Astronite Review

Has this ever happened to you? You’re living your life in your cozy home planet and then you discover an unknown, sentient entity is living there with you. So you send people down to poke around but then the Entity decides it doesn’t want you as a roommate anymore, so it starts turning all the creatures against you?  Then, after fleeing to regroup, your people decide that they would really like their home planet back and send you to confront this Entity once and for all. Has that ever happened to you?


Save stations aren’t abundant.

Well, once you’ve done your due gaming diligence and crash landed on the planet – making it impossible to turn back from your mission – you hop out of your ship and begin exploring. You don’t even make it through ten map screens when the Entity spots you and takes away all of your gear. Your first task is to re-collect all of your gear, dodging baddies as you go.

This game is no walk in the park, starting with only three measly health tanks, prepare to get knocked out a lot. Once you reclaim your gun, you can start collecting the local currency: Shpirti. Shpirti is the souls of enemies you defeat, and when you die you drop them all and have to make your way back to the place you died in order to re-collect it. If that sounds familiar, maybe like a Souls game perhaps, that’s because it is. Astronite themself even makes a little comment about the similarity. 

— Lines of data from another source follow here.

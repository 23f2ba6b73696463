//! 手工拼装 ESP 字节的测试工具
#![allow(dead_code)]

use esp_codec::compression;
use esp_codec::Signature;

pub const HEADER_SIZE: usize = 24;

pub fn subrecord(signature: &[u8; 4], data: &[u8]) -> Vec<u8> {
    let mut out = Vec::with_capacity(6 + data.len());
    out.extend_from_slice(signature);
    out.extend_from_slice(&(data.len() as u16).to_le_bytes());
    out.extend_from_slice(data);
    out
}

/// XXXX 扩展长度形式，`short` 为真实子记录头部中的16位长度
pub fn extended_subrecord(signature: &[u8; 4], short: u16, data: &[u8]) -> Vec<u8> {
    let mut out = Vec::with_capacity(16 + data.len());
    out.extend_from_slice(b"XXXX");
    out.extend_from_slice(&4u16.to_le_bytes());
    out.extend_from_slice(&(data.len() as u32).to_le_bytes());
    out.extend_from_slice(signature);
    out.extend_from_slice(&short.to_le_bytes());
    out.extend_from_slice(data);
    out
}

pub fn zstring(text: &str) -> Vec<u8> {
    let mut out = text.as_bytes().to_vec();
    out.push(0);
    out
}

pub fn record(signature: &[u8; 4], form_id: u32, flags: u32, payload: &[u8]) -> Vec<u8> {
    let mut out = Vec::with_capacity(HEADER_SIZE + payload.len());
    out.extend_from_slice(signature);
    out.extend_from_slice(&(payload.len() as u32).to_le_bytes());
    out.extend_from_slice(&flags.to_le_bytes());
    out.extend_from_slice(&form_id.to_le_bytes());
    // timestamp / version control / form version / unknown
    out.extend_from_slice(&[0x1A, 0x2B, 0x03, 0x00, 15, 0, 0x07, 0x00]);
    out.extend_from_slice(payload);
    out
}

/// 压缩记录：`body` 为解压后的子记录字节
pub fn compressed_record(signature: &[u8; 4], form_id: u32, body: &[u8]) -> Vec<u8> {
    let payload = compression::compress(body, Signature(*signature)).unwrap();
    record(signature, form_id, 0x0004_0000, &payload)
}

pub fn group(label: [u8; 4], group_type: i32, children: &[u8]) -> Vec<u8> {
    let mut out = Vec::with_capacity(HEADER_SIZE + children.len());
    out.extend_from_slice(b"GRUP");
    out.extend_from_slice(&((HEADER_SIZE + children.len()) as u32).to_le_bytes());
    out.extend_from_slice(&label);
    out.extend_from_slice(&group_type.to_le_bytes());
    out.extend_from_slice(&[0x11, 0x22, 0x01, 0x00]);
    out.extend_from_slice(&0u32.to_le_bytes());
    out.extend_from_slice(children);
    out
}

pub fn tes4_payload() -> Vec<u8> {
    let mut hedr = Vec::new();
    hedr.extend_from_slice(&0.94f32.to_le_bytes());
    hedr.extend_from_slice(&5u32.to_le_bytes());
    hedr.extend_from_slice(&0x800u32.to_le_bytes());

    let mut payload = subrecord(b"HEDR", &hedr);
    payload.extend(subrecord(b"CNAM", &zstring("Tester")));
    payload.extend(subrecord(b"MAST", &zstring("Fallout3.esm")));
    payload.extend(subrecord(b"DATA", &[0; 8]));
    payload
}

pub fn tes4() -> Vec<u8> {
    record(b"TES4", 0, 0, &tes4_payload())
}

/// TES4 头部加上给定的顶层节点
pub fn plugin_bytes(nodes: &[Vec<u8>]) -> Vec<u8> {
    let mut out = tes4();
    for node in nodes {
        out.extend_from_slice(node);
    }
    out
}

pub fn glob_record(form_id: u32, editor_id: &str, value: f32) -> Vec<u8> {
    let mut payload = subrecord(b"EDID", &zstring(editor_id));
    payload.extend(subrecord(b"FNAM", b"f"));
    payload.extend(subrecord(b"FLTV", &value.to_le_bytes()));
    record(b"GLOB", form_id, 0, &payload)
}

/// 覆盖各种情况的示例插件：
/// GMST、GLOB、压缩的 WEAP、未知记录、零长度子记录、NULL 填充、
/// XXXX 扩展子记录和嵌套的 CELL 组。
pub fn sample_plugin() -> Vec<u8> {
    // GMST
    let mut gmst = Vec::new();
    let mut payload = subrecord(b"EDID", &zstring("fJumpHeightMin"));
    payload.extend(subrecord(b"DATA", &64.0f32.to_le_bytes()));
    gmst.extend(record(b"GMST", 0x100, 0, &payload));
    let mut payload = subrecord(b"EDID", &zstring("sSaveGame"));
    payload.extend(subrecord(b"DATA", &zstring("Save")));
    gmst.extend(record(b"GMST", 0x101, 0, &payload));

    // GLOB（含零长度子记录和3字节填充）
    let mut payload = subrecord(b"EDID", &zstring("GameDaysPassed"));
    payload.extend(subrecord(b"FNAM", b"f"));
    payload.extend(subrecord(b"FLTV", &1.5f32.to_le_bytes()));
    payload.extend(subrecord(b"MODL", &[]));
    payload.extend([0, 0, 0]);
    let glob = record(b"GLOB", 0x200, 0, &payload);

    // WEAP（压缩）
    let mut body = subrecord(b"EDID", &zstring("Weap10mmPistol"));
    body.extend(subrecord(b"FULL", &zstring("10mm Pistol")));
    body.extend(subrecord(b"DATA", &[1, 2, 3, 4, 5, 6, 7, 8, 9, 10, 11, 12, 13, 14, 15]));
    let weap = compressed_record(b"WEAP", 0x300, &body);

    // 未知记录，负载无法切分
    let unknown = record(b"ZZZZ", 0x400, 0, &[0xDE, 0xAD, 0xBE, 0xEF, 0x01]);

    // LAND 带 XXXX 扩展子记录
    let big = vec![0x5A; 70_000];
    let mut payload = extended_subrecord(b"VHGT", 0, &big);
    payload.extend(subrecord(b"DATA", &[1, 0, 0, 0]));
    let land = record(b"LAND", 0x500, 0, &payload);

    // CELL: 顶层 -> block -> sub-block -> CELL + cell children -> REFR
    let mut cell_payload = subrecord(b"EDID", &zstring("TestCell"));
    cell_payload.extend(subrecord(b"FULL", &zstring("Test Cell")));
    cell_payload.extend(subrecord(b"DATA", &[1]));
    let cell = record(b"CELL", 0x600, 0, &cell_payload);

    let mut refr_payload = subrecord(b"NAME", &0x300u32.to_le_bytes());
    let mut position = Vec::new();
    for v in [1.0f32, 2.0, 3.0, 0.0, 0.0, 1.5] {
        position.extend_from_slice(&v.to_le_bytes());
    }
    refr_payload.extend(subrecord(b"DATA", &position));
    let refr = record(b"REFR", 0x601, 0, &refr_payload);

    let temporary = group(0x600u32.to_le_bytes(), 9, &refr);
    let children = group(0x600u32.to_le_bytes(), 6, &temporary);
    let mut sub_block_content = cell;
    sub_block_content.extend(children);
    let sub_block = group(0u32.to_le_bytes(), 3, &sub_block_content);
    let block = group(0u32.to_le_bytes(), 2, &sub_block);

    let mut misc = weap;
    misc.extend(unknown);
    misc.extend(land);

    plugin_bytes(&[
        group(*b"GMST", 0, &gmst),
        group(*b"GLOB", 0, &glob),
        group(*b"WEAP", 0, &misc),
        group(*b"CELL", 0, &block),
    ])
}

/// 嵌套 `depth` 层的组，最内层包含一条 REFR
pub fn deep_plugin(depth: usize) -> Vec<u8> {
    let inner = record(b"REFR", 0x1, 0, &subrecord(b"NAME", &7u32.to_le_bytes()));
    let mut out = tes4();
    out.reserve(depth * HEADER_SIZE + inner.len());
    for level in 0..depth {
        let size = (depth - level) * HEADER_SIZE + inner.len();
        out.extend_from_slice(b"GRUP");
        out.extend_from_slice(&(size as u32).to_le_bytes());
        if level == 0 {
            out.extend_from_slice(b"CELL");
            out.extend_from_slice(&0i32.to_le_bytes());
        } else {
            out.extend_from_slice(&0u32.to_le_bytes());
            out.extend_from_slice(&9i32.to_le_bytes());
        }
        out.extend_from_slice(&[0; 8]);
    }
    out.extend(inner);
    out
}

Air bubbles are your friend, fish are not.

That isn’t where the similarities end either; this game is no walk in the park. In fact, Astronite will actually lull you into a false sense of competency. The beginning of the game feels moderately challenging,  but once you’ve re-acquired all of your gear the Entity decides that playtime is over and makes each and every bad guy twice as hard to kill. 

This turns some baddies from laughable annoyance into a remarkable challenge. For example, an eyeball hanging from the roof that slowly shoots a projectile with deadly precision could be easily killed before it could shoot, but afterwards is basically guaranteed to get a shot off. Combine that with tiny platforms requiring precision jumping with baddies patrolling around each platform and you have a recipe for a lot of death. 

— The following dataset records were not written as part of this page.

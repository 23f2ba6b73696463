//! 字段分派表
//!
//! 以 (记录签名, 子记录签名) 为键，给出字段的二进制布局。
//! 先查记录专属规则，再查通用规则；同一键有多条规则时，
//! 取第一条长度匹配的（例如 CELL DATA 在不同游戏中为 u8 或 u16）。

use crate::datatypes::Signature;
use crate::field::{FieldContext, FieldKind, FieldValue};

/// 一条分派规则
#[derive(Debug, Clone, Copy)]
pub struct FieldRule {
    /// `None` 表示适用于所有记录
    pub record: Option<Signature>,
    pub field: Signature,
    pub kind: FieldKind,
    pub name: &'static str,
}

const fn rule(record: &[u8; 4], field: &[u8; 4], kind: FieldKind, name: &'static str) -> FieldRule {
    FieldRule {
        record: Some(Signature::new(*record)),
        field: Signature::new(*field),
        kind,
        name,
    }
}

const fn common(field: &[u8; 4], kind: FieldKind, name: &'static str) -> FieldRule {
    FieldRule {
        record: None,
        field: Signature::new(*field),
        kind,
        name,
    }
}

const ZSTRING: FieldKind = FieldKind::ZString { max_len: None };
const LSTRING: FieldKind = FieldKind::LString { max_len: None };

// 定长结构
const HEDR: &[FieldKind] = &[FieldKind::F32, FieldKind::U32, FieldKind::U32];
const OBND: &[FieldKind] = &[
    FieldKind::I16, FieldKind::I16, FieldKind::I16,
    FieldKind::I16, FieldKind::I16, FieldKind::I16,
];
const XCLC: &[FieldKind] = &[FieldKind::I32, FieldKind::I32, FieldKind::U32];
const XCLC_SHORT: &[FieldKind] = &[FieldKind::I32, FieldKind::I32];
const POSITION: &[FieldKind] = &[
    FieldKind::F32, FieldKind::F32, FieldKind::F32,
    FieldKind::F32, FieldKind::F32, FieldKind::F32,
];
const CTDA: &[FieldKind] = &[
    FieldKind::U8,
    FieldKind::Bytes(3),
    FieldKind::Bytes(4), // 比较值（浮点或 GLOB FormID）
    FieldKind::U32,
    FieldKind::Bytes(4),
    FieldKind::Bytes(4),
    FieldKind::U32,
    FieldKind::FormId,
];
const SCHR: &[FieldKind] = &[
    FieldKind::Bytes(4),
    FieldKind::U32, // 引用数量
    FieldKind::U32, // 编译后大小
    FieldKind::U32, // 变量数量
    FieldKind::U16, // 类型
    FieldKind::U16, // 标志
];
const DIAL_DATA: &[FieldKind] = &[FieldKind::U8, FieldKind::U8];
const INFO_DATA: &[FieldKind] = &[FieldKind::U8, FieldKind::U8, FieldKind::Bytes(2)];
const INFO_DATA_SHORT: &[FieldKind] = &[FieldKind::U8, FieldKind::U8];
const TRDT: &[FieldKind] = &[
    FieldKind::U32,
    FieldKind::I32,
    FieldKind::Bytes(4),
    FieldKind::U8,
    FieldKind::Bytes(3),
    FieldKind::FormId,
    FieldKind::U8,
    FieldKind::Bytes(3),
];
const QUST_DATA: &[FieldKind] = &[FieldKind::U8, FieldKind::U8, FieldKind::Bytes(2), FieldKind::F32];
const XRDO: &[FieldKind] = &[FieldKind::F32, FieldKind::U32, FieldKind::F32, FieldKind::FormId];
const WRLD_PNAM: &[FieldKind] = &[FieldKind::U8, FieldKind::Bytes(1)];
const PAIR_F32: &[FieldKind] = &[FieldKind::F32, FieldKind::F32];
const TRIPLE_F32: &[FieldKind] = &[FieldKind::F32, FieldKind::F32, FieldKind::F32];
const CNTO: &[FieldKind] = &[FieldKind::FormId, FieldKind::I32];
const ACBS: &[FieldKind] = &[
    FieldKind::U32, // 标志
    FieldKind::U16, // 疲劳
    FieldKind::U16, // 交易金额
    FieldKind::I16, // 等级
    FieldKind::U16, FieldKind::U16, FieldKind::U16,
    FieldKind::F32, FieldKind::I16, FieldKind::U16,
];
const AIDT: &[FieldKind] = &[
    FieldKind::U8, FieldKind::U8, FieldKind::U8, FieldKind::U8, FieldKind::U8,
    FieldKind::Bytes(3),
    FieldKind::U32, // 服务标志
    FieldKind::I8, FieldKind::U8, FieldKind::I8, FieldKind::U8,
    FieldKind::I32,
];
const COED: &[FieldKind] = &[FieldKind::FormId, FieldKind::Bytes(4), FieldKind::F32];
const SLSD: &[FieldKind] = &[FieldKind::U32, FieldKind::Bytes(12), FieldKind::U8, FieldKind::Bytes(7)];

While getting hit does grant you a moment of invincibility (a speedrunner’s delight), it does also knock you back. This makes any platforming mistakes very costly indeed; prepare to watch Astronite fall over and over into the deadly abyss. 


Plenty of challenging boss battles to be had.

Controls are very simple: you only need the B (jump), Y (shoot), and R (dash) buttons to navigate the world. This is a great game to bust out those Switch NES or SNES controllers for, as it just feels easier using a D-pad rather than a joystick.

Artistically, Astronite is a 1-bit Metroidvania. And this game delightfully proves that there is a lot that can be done with only black and white pixels. The different areas all look crisp and have their own personality, from the underwater caverns to the snowy surface level. The old adage “less is more” is well showcased in this game. 

There is a lot of challenging fun to be had in this game, so if you’re a fan of the Metroidvania genre, definitely pick this one up. 


Astronite £13.99
4

Summary

Astronite is a 1-bit Metriodvania with a touch of inspiration from the Souls franchise. The pairing of the simple controls with the difficult gameplay create a delightful 2D challenge that will keep you going at it until the bitter end.